Leia também: Escola, trabalho, saúde: pesquisa inédita revela a realidade da população trans de SP
— Mudou muito desde que nasci para cá. Antigamente era melhor do que agora, mais seguro. Antes tinha segurança, não tínhamos medo da polícia como temos hoje. Essa é a realidade. Antes mesmo do que aconteceu já tínhamos essa sensação. Sabemos bem como é a polícia na periferia. E o pior: muitas coisas acontecem e o povo não fala, vê e não fala, porque tem medo. Medo. Eles vão coagir. Essa é a realidade. E eles fazem e ficam impunes. Vou te falar, começou essa descrença na polícia porque eles, que são para socorrer, não socorrem. Se eu te contar que teve uma confusão uma época atrás, há uns dois meses, você não acredita. Minha cunhada chamou a polícia e sabe o que o policial disse? Vi porque estava lá fora: “Cada quem que faça a sua segurança. Eu estou fazendo a minha, só olhando, porque daqui a pouco eu vou embora”. Foi o que falou para a gente. Minha cunhada não acreditou.

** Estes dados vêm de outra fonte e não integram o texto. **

//! Error types for Ironclad.

use thiserror::Error;

/// Top-level error type for Ironclad operations.
#[derive(Debug, Error)]
pub enum IroncladError {
    /// Configuration errors
    #[error("Configuration error: {0}")]
    Config(#[from] ConfigError),

    /// Raster decode errors
    #[error("Decode error: {0}")]
    Decode(#[from] DecodeError),
}

/// Result type for Ironclad operations.
pub type IroncladResult<T> = Result<T, IroncladError>;

/// Invalid tuning parameters. Construction fails on any of these.
#[derive(Debug, Error, PartialEq)]
pub enum ConfigError {
    /// Value must be strictly positive
    #[error("{field} must be positive, got {value}")]
    NonPositive {
        /// Name of the offending field
        field: &'static str,
        /// Offending value
        value: f64,
    },

    /// Value must be finite
    #[error("{field} must be finite, got {value}")]
    NonFinite {
        /// Name of the offending field
        field: &'static str,
        /// Offending value
        value: f64,
    },

    /// Value exceeds its upper bound
    #[error("{field} must be at most {max}, got {value}")]
    TooLarge {
        /// Name of the offending field
        field: &'static str,
        /// Offending value
        value: u64,
        /// Largest accepted value
        max: u64,
    },

    /// Configuration file could not be parsed
    #[error("Failed to parse configuration: {0}")]
    Parse(String),
}

impl ConfigError {
    /// Checks that `value` is finite and strictly positive.
    pub fn require_positive(field: &'static str, value: f64) -> Result<f64, Self> {
        if !value.is_finite() {
            return Err(Self::NonFinite { field, value });
        }
        if value <= 0.0 {
            return Err(Self::NonPositive { field, value });
        }
        Ok(value)
    }

    /// Checks that an integer parameter is non-zero.
    pub fn require_nonzero(field: &'static str, value: u32) -> Result<u32, Self> {
        if value == 0 {
            return Err(Self::NonPositive {
                field,
                value: f64::from(value),
            });
        }
        Ok(value)
    }

    /// Checks that an integer parameter does not exceed `max`.
    pub fn require_at_most(field: &'static str, value: u64, max: u64) -> Result<u64, Self> {
        if value > max {
            return Err(Self::TooLarge { field, value, max });
        }
        Ok(value)
    }
}

/// Raster decode errors reported by a decode service.
#[derive(Debug, Error, PartialEq, Eq)]
pub enum DecodeError {
    /// Header magic or fields are invalid
    #[error("Invalid image header: {0}")]
    InvalidHeader(String),

    /// Buffer ended before the image was complete
    #[error("Truncated image data: expected {expected} bytes, got {actual}")]
    Truncated {
        /// Bytes required
        expected: usize,
        /// Bytes available
        actual: usize,
    },
}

— Tem certa hora que não saio mais para a rua. Se estou trabalhando, estou aqui porque é trabalho. Quando acabar, vou direto para casa. Estou fazendo minha segurança, vocês façam a de vocês”. Falou assim para a minha cunhada. Fiquei… Acredita nessa?! A própria polícia falar isso para você. Liga, pede socorro, e cadê? Por que chama? Cada quem faça sua segurança. Foi isso o que eles falaram. Vai confiar? No caso da Laura, porque a polícia, quando viu a confusão, não parou para socorrer? Passaram direto — lamenta Zilda, seguida pela filha.
— Eu nunca tive problema com a polícia antes. Nunca imaginei. Só comecei a perceber que polícia é contra as trans porque, quando saíamos de carro e passava a polícia, ela falava um nome, que esqueci. E, realmente, você via que, quando passava a viatura, eles olha vam para o carro diferente. Desde de que a Laura se assumiu teve problema com a polícia, não tinha sido a primeira vez. Teve uma época que bateram nela, antes disso. Não sei direito, mas tinha polícia no meio — emenda Rejane. — Não encontramos nenhum deles [dos envolvidos na morte de Laura] ainda. Eita que vontade, que sonho… Dói muito, viu? O jeito que minha mãe e meu padrasto estão… — diz, às lágrimas.
Seis anos depois, a data para o júri popular dos cinco réus ainda não foi definida. O julgamento por homicídio doloso (quando há intenção de matar) foi adiado duas vezes. Os acusados respondem em liberdade.
Já os policiais militares foram demitidos da corporação em dezembro de 2016, conforme publicação no Diário Oficial do Estado. Em abril deste ano, o Estado de São Paulo foi condenado a pagar R$ 50 mil de indenização por dano moral aos pais de Laura. Na sentença, o juiz Kenichi Koyama atendeu parcialmente ao pedido da Defensoria Pública, reconhecendo que os PMs Ailton e Diego foram negligentes na abordagem e cometeram fraude processual ao mentirem em depoimento, mas que não seriam os responsáveis diretos pela morte da jovem, já que o laudo médico identificou que ela morreu por traumatismo craniano e não por disparo de arma feito por Ailton, que a atingiu no braço.
Zilda contou, na semana passada, que estava revoltada com a decisão. “Não tem valor que pague pela vida da minha filha, eu não consigo tê-la de volta, mas o Estado precisa responder pela morte dela. Não tem cabimento uma decisão dessa. O Estado também matou minha filha”, lamentou.